What follows is a further possible discussion between two Delaware children and their Grandfather.

 

Child: "There are two differing views of the geographic origins of the Lenape People as viewed in the Walam Olum. Daniel Brinton would place their beginnings in the Labrador area of North America.*"

2rd Child: "Others, as C.A.Weslager, seem to favor the Siberia area." **

Child: "If Weslager is correct, the trip from the northern China area or Asia must have been very difficult."

2rd Child:"It meant going from Siberia and then across the Bering Strait."

Child: "Then they came to the Yellow River.

Child 2: "Eventually they came to the Mixtisipi as they called it."

Child: "That sounds like the Mississippi River."

Grandfather: "I think so too. But there was war at the Mississippi River with the Snake People and the Talegas."

 

Child: "To cross the Mississippi River must have been very difficult."

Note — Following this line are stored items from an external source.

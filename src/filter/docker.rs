//! Filter for `docker build`, `docker buildx build`, and `docker compose build`.

use once_cell::sync::Lazy;
use regex::Regex;

use super::{ends_with_newline, ensure_trailing_newline, is_subcommand, strip_ansi};
use super::{FilterResult, Strategy};

/// Docker global flags that consume the next argument as a value.
const DOCKER_VALUE_FLAGS: &[&str] = &["-H", "--host", "--config", "--context", "-l", "--log-level"];

/// Subcommand-specific flags that consume a following value argument.
fn docker_subcmd_value_flags(subcmd: &str) -> &'static [&'static str] {
    match subcmd {
        "buildx" => &["--builder", "--platform"],
        "compose" => &["-f", "--file", "-p", "--project-name", "--profile"],
        _ => &[],
    }
}

/// Returns the first two non-flag positional args, skipping flags and their
/// values. After the first positional, its subcommand-specific value flags
/// are recognized too.
fn docker_subcommands(args: &[String]) -> (Option<&str>, Option<&str>) {
    let mut positional: Vec<&str> = Vec::new();
    let mut skip = false;
    let mut subcmd_flags: &[&str] = &[];

    for arg in args {
        if skip {
            skip = false;
            continue;
        }
        if DOCKER_VALUE_FLAGS.contains(&arg.as_str()) || subcmd_flags.contains(&arg.as_str()) {
            skip = true;
            continue;
        }
        if arg.starts_with('-') {
            continue;
        }
        positional.push(arg);
        if positional.len() == 1 {
            subcmd_flags = docker_subcmd_value_flags(arg);
        }
        if positional.len() == 2 {
            break;
        }
    }

    (positional.first().copied(), positional.get(1).copied())
}

/// Strips builder noise from docker build output; on failure surfaces the
/// error lines plus the tail of the output.
pub struct DockerBuildStrategy;

static DOCKER_LEGACY_HASH_RE: Lazy<Regex> = Lazy::new(|| Regex::new(r"^\s*---> [0-9a-f]").unwrap());
static DOCKER_REMOVE_CONTAINER_RE: Lazy<Regex> =
    Lazy::new(|| Regex::new(r"^Removing intermediate container").unwrap());
static DOCKER_SEND_CONTEXT_RE: Lazy<Regex> = Lazy::new(|| Regex::new(r"^Sending build context").unwrap());
static DOCKER_USING_CACHE_RE: Lazy<Regex> = Lazy::new(|| Regex::new(r"---> Using cache").unwrap());
static DOCKER_STEP_RE: Lazy<Regex> = Lazy::new(|| Regex::new(r"^Step \d+/\d+").unwrap());
static DOCKER_SUCCESS_BUILT_RE: Lazy<Regex> = Lazy::new(|| Regex::new(r"^Successfully built").unwrap());
static DOCKER_SUCCESS_TAGGED_RE: Lazy<Regex> = Lazy::new(|| Regex::new(r"^Successfully tagged").unwrap());
static DOCKER_COPY_RE: Lazy<Regex> = Lazy::new(|| Regex::new(r"^COPY").unwrap());
static DOCKER_RUN_RE: Lazy<Regex> = Lazy::new(|| Regex::new(r"^RUN").unwrap());
static DOCKER_FROM_RE: Lazy<Regex> = Lazy::new(|| Regex::new(r"^FROM").unwrap());
static DOCKER_BUILDKIT_LINE_RE: Lazy<Regex> = Lazy::new(|| Regex::new(r"^#\d+").unwrap());
static DOCKER_BUILDKIT_DONE_RE: Lazy<Regex> = Lazy::new(|| Regex::new(r"DONE").unwrap());
static DOCKER_BUILDKIT_ERROR_RE: Lazy<Regex> = Lazy::new(|| Regex::new(r"ERROR").unwrap());
static DOCKER_BUILDKIT_CACHED_RE: Lazy<Regex> = Lazy::new(|| Regex::new(r"CACHED").unwrap());
static DOCKER_BUILDKIT_SHA256_RE: Lazy<Regex> = Lazy::new(|| Regex::new(r"^#\d+\s+sha256:").unwrap());
static DOCKER_BUILDKIT_TRANSFER_RE: Lazy<Regex> =
    Lazy::new(|| Regex::new(r"\d+(\.\d+)?\s*(MB|KB|GB|B)\b").unwrap());
static DOCKER_ERROR_LINE_RE: Lazy<Regex> = Lazy::new(|| Regex::new(r"(?i)\b(error|failed)\b").unwrap());
static DOCKER_ARROW_RE: Lazy<Regex> = Lazy::new(|| Regex::new(r"^\s*-->").unwrap());

impl Strategy for DockerBuildStrategy {
    fn name(&self) -> &'static str {
        "docker-build"
    }

    fn can_handle(&self, command: &str, args: &[String]) -> bool {
        if command != "docker" {
            return false;
        }
        if is_subcommand(args, "build", DOCKER_VALUE_FLAGS) {
            return true;
        }
        // Two-word forms: `docker buildx build`, `docker compose build`.
        matches!(
            docker_subcommands(args),
            (Some("buildx"), Some("build")) | (Some("compose"), Some("build"))
        )
    }

    fn reduce(&self, raw: &[u8], _command: &str, _args: &[String], exit_code: i32) -> FilterResult {
        let cleaned = strip_ansi(&String::from_utf8_lossy(raw)).into_owned();
        let had_trailing = ends_with_newline(&cleaned);

        let lines: Vec<&str> = cleaned.split('\n').collect();

        // Small output passes through.
        if lines.len() < 15 {
            return FilterResult { filtered: cleaned, was_reduced: false };
        }

        if exit_code == 0 {
            filter_success(&lines, &cleaned, had_trailing)
        } else {
            filter_failure(&lines, &cleaned, had_trailing)
        }
    }
}

fn filter_success(lines: &[&str], cleaned: &str, had_trailing: bool) -> FilterResult {
    let mut kept: Vec<&str> = Vec::new();

    for line in lines {
        // Legacy builder noise.
        if DOCKER_LEGACY_HASH_RE.is_match(line)
            || DOCKER_REMOVE_CONTAINER_RE.is_match(line)
            || DOCKER_SEND_CONTEXT_RE.is_match(line)
            || DOCKER_USING_CACHE_RE.is_match(line)
        {
            continue;
        }

        // Dockerfile instruction lines.
        if DOCKER_STEP_RE.is_match(line)
            || DOCKER_SUCCESS_BUILT_RE.is_match(line)
            || DOCKER_SUCCESS_TAGGED_RE.is_match(line)
            || DOCKER_COPY_RE.is_match(line)
            || DOCKER_RUN_RE.is_match(line)
            || DOCKER_FROM_RE.is_match(line)
        {
            kept.push(line);
            continue;
        }

        // BuildKit output.
        if DOCKER_BUILDKIT_LINE_RE.is_match(line) {
            if DOCKER_BUILDKIT_SHA256_RE.is_match(line) {
                continue;
            }
            let is_status = DOCKER_BUILDKIT_DONE_RE.is_match(line)
                || DOCKER_BUILDKIT_ERROR_RE.is_match(line)
                || DOCKER_BUILDKIT_CACHED_RE.is_match(line);
            // Pure byte-transfer chatter.
            if DOCKER_BUILDKIT_TRANSFER_RE.is_match(line) && !is_status {
                continue;
            }
            if is_status {
                kept.push(line);
            }
            continue;
        }

        kept.push(line);
    }

    if kept.len() >= lines.len() {
        return FilterResult { filtered: cleaned.to_string(), was_reduced: false };
    }

    let filtered = ensure_trailing_newline(kept.join("\n"), had_trailing);
    let was_reduced = filtered.len() < cleaned.len();
    FilterResult { filtered, was_reduced }
}

fn filter_failure(lines: &[&str], cleaned: &str, had_trailing: bool) -> FilterResult {
    let mut included = vec![false; lines.len()];

    // Error-pattern lines.
    for (i, line) in lines.iter().enumerate() {
        if DOCKER_ERROR_LINE_RE.is_match(line)
            || (DOCKER_BUILDKIT_LINE_RE.is_match(line) && DOCKER_BUILDKIT_ERROR_RE.is_match(line))
            || DOCKER_ARROW_RE.is_match(line)
        {
            included[i] = true;
        }
    }

    // The last 10 non-empty lines.
    let non_empty: Vec<usize> = lines
        .iter()
        .enumerate()
        .filter(|(_, line)| !line.trim().is_empty())
        .map(|(i, _)| i)
        .collect();
    let tail_start = non_empty.len().saturating_sub(10);
    for &idx in &non_empty[tail_start..] {
        included[idx] = true;
    }

    let kept: Vec<&str> = lines
        .iter()
        .enumerate()
        .filter(|(i, _)| included[*i])
        .map(|(_, line)| *line)
        .collect();

    if kept.len() >= lines.len() || kept.is_empty() {
        return FilterResult { filtered: cleaned.to_string(), was_reduced: false };
    }

    let filtered = ensure_trailing_newline(kept.join("\n"), had_trailing);
    let was_reduced = filtered.len() < cleaned.len();
    FilterResult { filtered, was_reduced }
}
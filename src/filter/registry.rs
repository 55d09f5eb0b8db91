//! Strategy selection by first-match priority.

use super::{
    CargoBuildStrategy, CargoTestStrategy, DockerBuildStrategy, GenericErrorStrategy,
    GitDiffStrategy, GitLogStrategy, GitStatusStrategy, GoBuildStrategy, GoTestStrategy,
    GrepGroupStrategy, PassthroughStrategy, ProgressStripStrategy, Strategy,
};

/// Holds filter strategies in priority order plus a pass-through fallback.
pub struct Registry {
    strategies: Vec<Box<dyn Strategy>>,
    fallback: Box<dyn Strategy>,
}

impl Registry {
    /// Creates a registry with the given strategies and a passthrough fallback.
    pub fn new(strategies: Vec<Box<dyn Strategy>>) -> Self {
        Self {
            strategies,
            fallback: Box::new(PassthroughStrategy),
        }
    }

    /// Returns a registry with all built-in strategies. The generic error
    /// filter matches unconditionally and must stay last so specific
    /// strategies take priority.
    pub fn default_set() -> Self {
        Self::new(vec![
            Box::new(GitStatusStrategy),
            Box::new(GitDiffStrategy),
            Box::new(GitLogStrategy),
            Box::new(GoTestStrategy),
            Box::new(GoBuildStrategy),
            Box::new(CargoTestStrategy),
            Box::new(CargoBuildStrategy),
            Box::new(DockerBuildStrategy),
            Box::new(GrepGroupStrategy),
            Box::new(ProgressStripStrategy),
            Box::new(GenericErrorStrategy),
        ])
    }

    /// Returns the first strategy that can handle the command, or the fallback.
    pub fn find(&self, command: &str, args: &[String]) -> &dyn Strategy {
        self.strategies
            .iter()
            .find(|s| s.can_handle(command, args))
            .map(|s| s.as_ref())
            .unwrap_or(self.fallback.as_ref())
    }
}

impl Default for Registry {
    fn default() -> Self {
        Self::default_set()
    }
}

Grandfather: "It usually is but there was a significant drought of over a hundred years at least in the Northern Hemisphere. This would have to affected the level of the Mississippi River, making it much easier to cross."

Grandfather: "We will see that the Talegas became the Cherokees while the Snakes are somewhat of a mystery."

Child 2: "Yes, eventually the Lenape left the land and river area of the Talegas and moved to the Atlantic Ocean. In time the White men came."

 

 

 

 

*D.Brinton, ibid.,page 165.

**C.A.Weslager,The Delaware Indians, A History, page 79.